What you need to do: Whatever the records hold, copy it exactly and completely.

-------- Supplied records --------

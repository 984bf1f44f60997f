//! Request timeouts and panic recovery.
//!
//! Both failures are answered with the JSON error body used by the handlers.

use std::any::Any;
use std::time::Duration;

use axum::Router;
use axum::error_handling::HandleErrorLayer;
use axum::response::{IntoResponse, Response};
#[cfg(feature = "config")]
use clap::Args;
use serde::{Deserialize, Serialize};
use tower::ServiceBuilder;
use tower::timeout::TimeoutLayer;
use tower::timeout::error::Elapsed;
use tower_http::catch_panic::CatchPanicLayer;

use crate::handler::ErrorKind;
use crate::utility::tracing_targets::{
    TRACING_TARGET_RECOVERY_ERROR, TRACING_TARGET_RECOVERY_PANIC,
};

const DEFAULT_REQUEST_TIMEOUT_SECS: u64 = 30;

/// Settings of [`RouterRecoveryExt::with_recovery`].
#[derive(Debug, Clone, PartialEq, Eq, Serialize, Deserialize)]
#[cfg_attr(feature = "config", derive(Args))]
pub struct RecoveryConfig {
    /// Seconds after which a request is abandoned with `504 Gateway Timeout`.
    #[cfg_attr(
        feature = "config",
        arg(long, env = "REQUEST_TIMEOUT", default_value_t = DEFAULT_REQUEST_TIMEOUT_SECS)
    )]
    pub request_timeout: u64,
}

impl Default for RecoveryConfig {
    fn default() -> Self {
        Self::with_timeout_secs(DEFAULT_REQUEST_TIMEOUT_SECS)
    }
}

impl RecoveryConfig {
    pub const fn with_timeout_secs(request_timeout: u64) -> Self {
        Self { request_timeout }
    }

    #[inline]
    pub const fn request_timeout(&self) -> Duration {
        Duration::from_secs(self.request_timeout)
    }

    pub fn validate(&self) -> crate::Result<()> {
        match self.request_timeout {
            0 => Err(crate::Error::config("request timeout must be greater than zero")),
            _ => Ok(()),
        }
    }
}

/// Adds request timeouts and panic recovery to a [`Router`].
pub trait RouterRecoveryExt<S> {
    fn with_recovery(self, config: &RecoveryConfig) -> Self;
}

impl<S> RouterRecoveryExt<S> for Router<S>
where
    S: Clone + Send + Sync + 'static,
{
    fn with_recovery(self, config: &RecoveryConfig) -> Self {
        self.layer(
            ServiceBuilder::new()
                .layer(HandleErrorLayer::new(recover))
                .layer(CatchPanicLayer::custom(panic_response))
                .layer(TimeoutLayer::new(config.request_timeout())),
        )
    }
}

async fn recover(error: tower::BoxError) -> Response {
    if error.is::<Elapsed>() {
        tracing::warn!(target: TRACING_TARGET_RECOVERY_ERROR, "request timed out");
        return ErrorKind::GatewayTimeout
            .with_context("The request took too long to process and was terminated")
            .into_response();
    }

    tracing::error!(
        target: TRACING_TARGET_RECOVERY_ERROR,
        error = %error,
        "middleware failed"
    );
    ErrorKind::InternalServerError.into_response()
}

fn panic_response(payload: Box<dyn Any + Send + 'static>) -> Response {
    let detail = match payload.downcast::<String>() {
        Ok(message) => *message,
        Err(payload) => payload
            .downcast_ref::<&str>()
            .map_or_else(|| "non-string panic payload".to_owned(), |s| (*s).to_owned()),
    };

    tracing::error!(target: TRACING_TARGET_RECOVERY_PANIC, panic = %detail, "handler panicked");
    ErrorKind::InternalServerError.into_response()
}

#[cfg(test)]
mod tests {
    use axum::http::StatusCode;
    use axum::routing::get;
    use axum_test::TestServer;

    use super::*;

    async fn panicking() -> &'static str {
        panic!("handler failed")
    }

    fn app(timeout_secs: u64) -> Router {
        Router::new()
            .route("/panic", get(panicking))
            .route(
                "/slow",
                get(|| async {
                    tokio::time::sleep(Duration::from_secs(5)).await;
                    "done"
                }),
            )
            .with_recovery(&RecoveryConfig::with_timeout_secs(timeout_secs))
    }

    #[tokio::test]
    async fn panics_become_internal_errors() -> anyhow::Result<()> {
        let server = TestServer::new(app(30))?;

        let response = server.get("/panic").await;
        response.assert_status(StatusCode::INTERNAL_SERVER_ERROR);

        let body: serde_json::Value = response.json();
        assert_eq!(body["name"], "internal_server_error");
        Ok(())
    }

    #[tokio::test]
    async fn slow_requests_time_out() -> anyhow::Result<()> {
        let server = TestServer::new(app(1))?;

        server
            .get("/slow")
            .await
            .assert_status(StatusCode::GATEWAY_TIMEOUT);
        Ok(())
    }

    #[test]
    fn zero_timeout_is_rejected() {
        assert!(RecoveryConfig::with_timeout_secs(0).validate().is_err());
        assert!(RecoveryConfig::default().validate().is_ok());
    }
}
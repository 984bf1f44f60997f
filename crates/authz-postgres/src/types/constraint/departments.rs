//! Departments table constraint violations.

use serde::{Deserialize, Serialize};
use strum::{Display, EnumIter, EnumString};

use super::ConstraintCategory;

/// Departments table constraint violations.
#[derive(Debug, Clone, Copy, Eq, PartialEq)]
#[derive(Serialize, Deserialize, Display, EnumIter, EnumString)]
#[serde(into = "String", try_from = "String")]
pub enum DepartmentConstraints {
    // Department validation constraints
    #[strum(serialize = "departments_name_length")]
    NameLength,

    // Department uniqueness constraints
    #[strum(serialize = "departments_name_unique_idx")]
    NameUnique,
}

impl DepartmentConstraints {
    /// Creates a new [`DepartmentConstraints`] from the constraint name.
    pub fn new(constraint: &str) -> Option<Self> {
        constraint.parse().ok()
    }

    /// Returns the category of this constraint violation.
    pub fn categorize(&self) -> ConstraintCategory {
        match self {
            DepartmentConstraints::NameLength => ConstraintCategory::Validation,

            DepartmentConstraints::NameUnique => ConstraintCategory::Uniqueness,
        }
    }
}

impl From<DepartmentConstraints> for String {
    #[inline]
    fn from(val: DepartmentConstraints) -> Self {
        val.to_string()
    }
}

impl TryFrom<String> for DepartmentConstraints {
    type Error = strum::ParseError;

    #[inline]
    fn try_from(value: String) -> Result<Self, Self::Error> {
        value.parse()
    }
}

--------

Solution to this problem:
repository 984bf1f44f60997f
//! Request timeouts and panic recovery.
//!
//! Both failures are answered with the JSON error body used by the handlers.

use std::any::Any;
use std::time::Duration;

use axum::Router;
use axum::error_handling::HandleErrorLayer;
use axum::response::{IntoResponse, Response};
#[cfg(feature = "config")]
use clap::Args;
use serde::{Deserialize, Serialize};
use tower::ServiceBuilder;
use tower::timeout::TimeoutLayer;
use tower::timeout::error::Elapsed;
use tower_http::catch_panic::CatchPanicLayer;

use crate::handler::ErrorKind;
use crate::utility::tracing_targets::{
    TRACING_TARGET_RECOVERY_ERROR, TRACING_TARGET_RECOVERY_PANIC,
};

const DEFAULT_REQUEST_TIMEOUT_SECS: u64 = 30;

/// Settings of [`RouterRecoveryExt::with_recovery`].
#[derive(Debug, Clone, PartialEq, Eq, Serialize, Deserialize)]
#[cfg_attr(feature = "config", derive(Args))]
pub struct RecoveryConfig {
    /// Seconds after which a request is abandoned with `504 Gateway Timeout`.
    #[cfg_attr(
        feature = "config",
        arg(long, env = "REQUEST_TIMEOUT", default_value_t = DEFAULT_REQUEST_TIMEOUT_SECS)
    )]
    pub request_timeout: u64,
}

impl Default for RecoveryConfig {
    fn default() -> Self {
        Self::with_timeout_secs(DEFAULT_REQUEST_TIMEOUT_SECS)
    }
}

impl RecoveryConfig {
    pub const fn with_timeout_secs(request_timeout: u64) -> Self {
        Self { request_timeout }
    }

    #[inline]
    pub const fn request_timeout(&self) -> Duration {
        Duration::from_secs(self.request_timeout)
    }

    pub fn validate(&self) -> crate::Result<()> {
        match self.request_timeout {
            0 => Err(crate::Error::config("request timeout must be greater than zero")),
            _ => Ok(()),
        }
    }
}

/// Adds request timeouts and panic recovery to a [`Router`].
pub trait RouterRecoveryExt<S> {
    fn with_recovery(self, config: &RecoveryConfig) -> Self;
}

impl<S> RouterRecoveryExt<S> for Router<S>
where
    S: Clone + Send + Sync + 'static,
{
    fn with_recovery(self, config: &RecoveryConfig) -> Self {
        self.layer(
            ServiceBuilder::new()
                .layer(HandleErrorLayer::new(recover))
                .layer(CatchPanicLayer::custom(panic_response))
                .layer(TimeoutLayer::new(config.request_timeout())),
        )
    }
}

async fn recover(error: tower::BoxError) -> Response {
    if error.is::<Elapsed>() {
        tracing::warn!(target: TRACING_TARGET_RECOVERY_ERROR, "request timed out");
        return ErrorKind::GatewayTimeout
            .with_context("The request took too long to process and was terminated")
            .into_response();
    }

    tracing::error!(
        target: TRACING_TARGET_RECOVERY_ERROR,
        error = %error,
        "middleware failed"
    );
    ErrorKind::InternalServerError.into_response()
}

fn panic_response(payload: Box<dyn Any + Send + 'static>) -> Response {
    let detail = match payload.downcast::<String>() {
        Ok(message) => *message,
        Err(payload) => payload
            .downcast_ref::<&str>()
            .map_or_else(|| "non-string panic payload".to_owned(), |s| (*s).to_owned()),
    };

    tracing::error!(target: TRACING_TARGET_RECOVERY_PANIC, panic = %detail, "handler panicked");
    ErrorKind::InternalServerError.into_response()
}

#[cfg(test)]
mod tests {
    use axum::http::StatusCode;
    use axum::routing::get;
    use axum_test::TestServer;

    use super::*;

    async fn panicking() -> &'static str {
        panic!("handler failed")
    }

    fn app(timeout_secs: u64) -> Router {
        Router::new()
            .route("/panic", get(panicking))
            .route(
                "/slow",
                get(|| async {
                    tokio::time::sleep(Duration::from_secs(5)).await;
                    "done"
                }),
            )
            .with_recovery(&RecoveryConfig::with_timeout_secs(timeout_secs))
    }

    #[tokio::test]
    async fn panics_become_internal_errors() -> anyhow::Result<()> {
        let server = TestServer::new(app(30))?;

        let response = server.get("/panic").await;
        response.assert_status(StatusCode::INTERNAL_SERVER_ERROR);

        let body: serde_json::Value = response.json();
        assert_eq!(body["name"], "internal_server_error");
        Ok(())
    }

    #[tokio::test]
    async fn slow_requests_time_out() -> anyhow::Result<()> {
        let server = TestServer::new(app(1))?;

        server
            .get("/slow")
            .await
            .assert_status(StatusCode::GATEWAY_TIMEOUT);
        Ok(())
    }

    #[test]
    fn zero_timeout_is_rejected() {
        assert!(RecoveryConfig::with_timeout_secs(0).validate().is_err());
        assert!(RecoveryConfig::default().validate().is_ok());
    }
}
repository 984bf1f44f60997f
filename crates/authz-postgres/src/types/constraint/departments.rs
//! Departments table constraint violations.

use serde::{Deserialize, Serialize};
use strum::{Display, EnumIter, EnumString};

use super::ConstraintCategory;

/// Departments table constraint violations.
#[derive(Debug, Clone, Copy, Eq, PartialEq)]
#[derive(Serialize, Deserialize, Display, EnumIter, EnumString)]
#[serde(into = "String", try_from = "String")]
pub enum DepartmentConstraints {
    // Department validation constraints
    #[strum(serialize = "departments_name_length")]
    NameLength,

    // Department uniqueness constraints
    #[strum(serialize = "departments_name_unique_idx")]
    NameUnique,
}

impl DepartmentConstraints {
    /// Creates a new [`DepartmentConstraints`] from the constraint name.
    pub fn new(constraint: &str) -> Option<Self> {
        constraint.parse().ok()
    }

    /// Returns the category of this constraint violation.
    pub fn categorize(&self) -> ConstraintCategory {
        match self {
            DepartmentConstraints::NameLength => ConstraintCategory::Validation,

            DepartmentConstraints::NameUnique => ConstraintCategory::Uniqueness,
        }
    }
}

impl From<DepartmentConstraints> for String {
    #[inline]
    fn from(val: DepartmentConstraints) -> Self {
        val.to_string()
    }
}

impl TryFrom<String> for DepartmentConstraints {
    type Error = strum::ParseError;

    #[inline]
    fn try_from(value: String) -> Result<Self, Self::Error> {
        value.parse()
    }
}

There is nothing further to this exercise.